**Work required**
Pull out each line of the records holding the string "ledger".

**Supplied entries**

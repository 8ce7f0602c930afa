//! Batch grade saving.
//!
//! One request carries `enrollment -> component -> raw value` for a whole
//! class. Scores, cached final grades and history entries are written inside a
//! single transaction: either the batch commits as a whole or nothing does.
//! Individual bad rows are counted and reported without aborting the batch.

use rusqlite::Connection;
use serde::Serialize;
use std::collections::{BTreeMap, HashMap, HashSet};

use crate::calc::{clamp_score, format_score, GradeComponent, RawValue};
use crate::config::GradingPolicy;
use crate::error::GradeError;
use crate::ledger::{self, NewHistoryEntry, FINAL_GRADE_LABEL};
use crate::locks::{self, WriteDecision};
use crate::report::{compute_student_grades, final_grade_text, final_record, scores_for};
use crate::store::{authorize_class, ClassInfo, GradeStore, SqliteStore};

pub type ScoreBatch = BTreeMap<String, BTreeMap<String, serde_json::Value>>;

#[derive(Debug, Clone)]
pub struct BatchSaveRequest {
    pub teacher_id: String,
    pub class_id: String,
    pub scores: ScoreBatch,
}

impl BatchSaveRequest {
    pub fn from_params(params: &serde_json::Value) -> Result<BatchSaveRequest, GradeError> {
        let teacher_id = required_str(params, "teacherId")?;
        let class_id = required_str(params, "classId")?;
        let Some(raw) = params.get("scores").and_then(|v| v.as_object()) else {
            return Err(GradeError::bad_params("missing scores"));
        };
        let mut scores = ScoreBatch::new();
        for (enrollment_id, row) in raw {
            let Some(row) = row.as_object() else {
                return Err(GradeError::bad_params(format!(
                    "scores.{} must be an object of componentId -> value",
                    enrollment_id
                )));
            };
            let cells = row
                .iter()
                .map(|(k, v)| (k.clone(), v.clone()))
                .collect::<BTreeMap<_, _>>();
            scores.insert(enrollment_id.clone(), cells);
        }
        Ok(BatchSaveRequest {
            teacher_id,
            class_id,
            scores,
        })
    }

    fn cell_count(&self) -> usize {
        self.scores.values().map(|row| row.len()).sum()
    }
}

fn required_str(params: &serde_json::Value, key: &str) -> Result<String, GradeError> {
    params
        .get(key)
        .and_then(|v| v.as_str())
        .map(|s| s.to_string())
        .ok_or_else(|| GradeError::bad_params(format!("missing {}", key)))
}

#[derive(Debug, Clone, Default, PartialEq, Eq, Serialize)]
#[serde(rename_all = "camelCase")]
pub struct BatchSaveOutcome {
    pub saved_count: usize,
    pub skipped_count: usize,
    pub failed_count: usize,
    pub errors: Vec<String>,
}

impl BatchSaveOutcome {
    fn fail(&mut self, message: String) {
        self.failed_count += 1;
        self.errors.push(message);
    }
}

/// Canonical stored text for a submitted cell.
///
/// Numbers are clamped to `[0, max_score]`. Text on a regular component is
/// kept as typed and scores as 0; that coercion is logged.
fn normalize_value(component: &GradeComponent, enrollment_id: &str, raw: RawValue) -> String {
    match raw {
        RawValue::Number(v) => {
            let clamped = clamp_score(v, component.max_score);
            if clamped != v {
                tracing::debug!(
                    component_id = %component.id,
                    enrollment_id,
                    value = v,
                    clamped,
                    "score clamped into range"
                );
            }
            format_score(clamped)
        }
        RawValue::Mark(s) if component.is_attendance_based => {
            if s.eq_ignore_ascii_case("a") || s.eq_ignore_ascii_case("na") {
                s.to_ascii_uppercase()
            } else {
                s
            }
        }
        RawValue::Mark(s) => {
            tracing::warn!(
                component_id = %component.id,
                enrollment_id,
                value = %s,
                "non-numeric score on a numeric component, counted as 0"
            );
            s
        }
        RawValue::Blank => String::new(),
    }
}

/// Saves one batch atomically.
///
/// Authorization failure aborts before anything is written. A storage failure
/// rolls the whole transaction back, including any history already appended
/// for this batch.
pub fn save_batch(
    conn: &Connection,
    policy: &GradingPolicy,
    req: &BatchSaveRequest,
) -> Result<BatchSaveOutcome, GradeError> {
    let total = req.cell_count();
    let persistence = |e: GradeError| match e {
        GradeError::Db(db) => {
            tracing::error!(class_id = %req.class_id, error = %db, "grade batch rolled back");
            GradeError::Persistence {
                message: db.to_string(),
                failed_count: total,
            }
        }
        other => other,
    };

    let tx = conn.unchecked_transaction().map_err(GradeError::from).map_err(persistence)?;
    let store = SqliteStore::new(&tx);
    let outcome = apply_batch(&store, policy, req).map_err(persistence)?;
    tx.commit().map_err(GradeError::from).map_err(persistence)?;

    tracing::info!(
        class_id = %req.class_id,
        teacher_id = %req.teacher_id,
        saved = outcome.saved_count,
        skipped = outcome.skipped_count,
        failed = outcome.failed_count,
        "grade batch committed"
    );
    Ok(outcome)
}

/// The body of [`save_batch`], run against whatever store the caller opened
/// (normally a transaction).
pub fn apply_batch(
    store: &dyn GradeStore,
    policy: &GradingPolicy,
    req: &BatchSaveRequest,
) -> Result<BatchSaveOutcome, GradeError> {
    let class = authorize_class(store, &req.class_id, &req.teacher_id)?;
    let components = store.load_components(&class.id)?;
    let by_id: HashMap<&str, &GradeComponent> =
        components.iter().map(|c| (c.id.as_str(), c)).collect();
    let enrolled: HashSet<String> = store
        .load_enrollments(&class.id)?
        .into_iter()
        .map(|e| e.id)
        .collect();

    let mut outcome = BatchSaveOutcome::default();

    let batch_enrollments: Vec<String> = req
        .scores
        .keys()
        .filter(|id| enrolled.contains(*id))
        .cloned()
        .collect();
    let component_ids: Vec<String> = components.iter().map(|c| c.id.clone()).collect();
    let previous = store.load_scores(&batch_enrollments, &component_ids)?;

    for (enrollment_id, row) in &req.scores {
        if !enrolled.contains(enrollment_id) {
            for component_id in row.keys() {
                outcome.fail(format!(
                    "enrollment {} is not in class {} (component {})",
                    enrollment_id, class.id, component_id
                ));
            }
            continue;
        }

        for (component_id, raw_json) in row {
            let Some(component) = by_id.get(component_id.as_str()).copied() else {
                outcome.fail(format!(
                    "component {} is not in class {} (enrollment {})",
                    component_id, class.id, enrollment_id
                ));
                continue;
            };

            match locks::gate(component, policy.locked_write) {
                WriteDecision::Accept => {}
                WriteDecision::Skip => {
                    tracing::debug!(component_id = %component.id, enrollment_id = %enrollment_id, "locked component skipped");
                    outcome.skipped_count += 1;
                    continue;
                }
                WriteDecision::Reject => {
                    tracing::warn!(component_id = %component.id, enrollment_id = %enrollment_id, "write to locked component rejected");
                    outcome.fail(format!(
                        "component {} is locked (enrollment {})",
                        component.name, enrollment_id
                    ));
                    continue;
                }
            }

            let Some(raw) = RawValue::from_json(raw_json) else {
                outcome.fail(format!(
                    "value for component {} (enrollment {}) must be a number, string or null",
                    component.name, enrollment_id
                ));
                continue;
            };

            let new_value = normalize_value(component, enrollment_id, raw);
            let old_value = previous
                .get(&(enrollment_id.clone(), component.id.clone()))
                .map(RawValue::to_stored);

            if old_value.as_deref() != Some(new_value.as_str()) {
                store.upsert_score(enrollment_id, &component.id, &new_value)?;
                ledger::record(
                    store,
                    &NewHistoryEntry {
                        enrollment_id,
                        class_id: &class.id,
                        teacher_id: &req.teacher_id,
                        component_id: Some(&component.id),
                        grade_type: &component.name,
                        old_value: old_value.as_deref(),
                        new_value: &new_value,
                    },
                )?;
            }
            outcome.saved_count += 1;
        }
    }

    refresh_final_grades(store, policy, &class, &components, &req.teacher_id, &batch_enrollments)?;
    Ok(outcome)
}

/// Recomputes and rewrites the cached final grade for each enrollment,
/// appending a "Final Grade" history entry when its text changes.
pub fn refresh_final_grades(
    store: &dyn GradeStore,
    policy: &GradingPolicy,
    class: &ClassInfo,
    components: &[GradeComponent],
    teacher_id: &str,
    enrollment_ids: &[String],
) -> Result<(), GradeError> {
    if enrollment_ids.is_empty() {
        return Ok(());
    }
    let component_ids: Vec<String> = components.iter().map(|c| c.id.clone()).collect();
    let table = store.load_scores(enrollment_ids, &component_ids)?;

    for enrollment_id in enrollment_ids {
        let grades = compute_student_grades(class, components, &scores_for(&table, enrollment_id), policy);
        let record = final_record(&class.id, enrollment_id, &grades);
        let previous = store.load_final_grade(enrollment_id, &class.id)?;
        store.upsert_final_grade(&record)?;

        let old_text = previous.map(|p| final_grade_text(p.overall_final_grade));
        let new_text = final_grade_text(record.overall_final_grade);
        ledger::record(
            store,
            &NewHistoryEntry {
                enrollment_id,
                class_id: &class.id,
                teacher_id,
                component_id: None,
                grade_type: FINAL_GRADE_LABEL,
                old_value: old_text.as_deref(),
                new_value: &new_text,
            },
        )?;
    }
    Ok(())
}

/// Refreshes every enrollment of a class, used after registry changes that
/// alter what the scores mean (max score, period, deletion).
pub fn refresh_class_final_grades(
    store: &dyn GradeStore,
    policy: &GradingPolicy,
    class: &ClassInfo,
    teacher_id: &str,
) -> Result<(), GradeError> {
    let components = store.load_components(&class.id)?;
    let enrollment_ids: Vec<String> = store
        .load_enrollments(&class.id)?
        .into_iter()
        .map(|e| e.id)
        .collect();
    refresh_final_grades(store, policy, class, &components, teacher_id, &enrollment_ids)
}

/// Refreshes every class a teacher owns, used when that teacher's grading
/// policy changes. Returns the number of classes rewritten.
pub fn refresh_teacher_final_grades(
    store: &dyn GradeStore,
    policy: &GradingPolicy,
    teacher_id: &str,
) -> Result<usize, GradeError> {
    let classes = store.load_teacher_classes(teacher_id)?;
    for class in &classes {
        refresh_class_final_grades(store, policy, class, teacher_id)?;
    }
    Ok(classes.len())
}
//! Vector type for the simulation.
//!
//! Positions live in surface pixel space: +x to the right, +y downward.

/// 2D vector type. Re-exported from `glam` so every crate agrees on one.
pub use glam::Vec2;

**Answer section**
use crate::ledger::{self, NewHistoryEntry, FINAL_GRADE_LABEL};
                ledger::record(
        ledger::record(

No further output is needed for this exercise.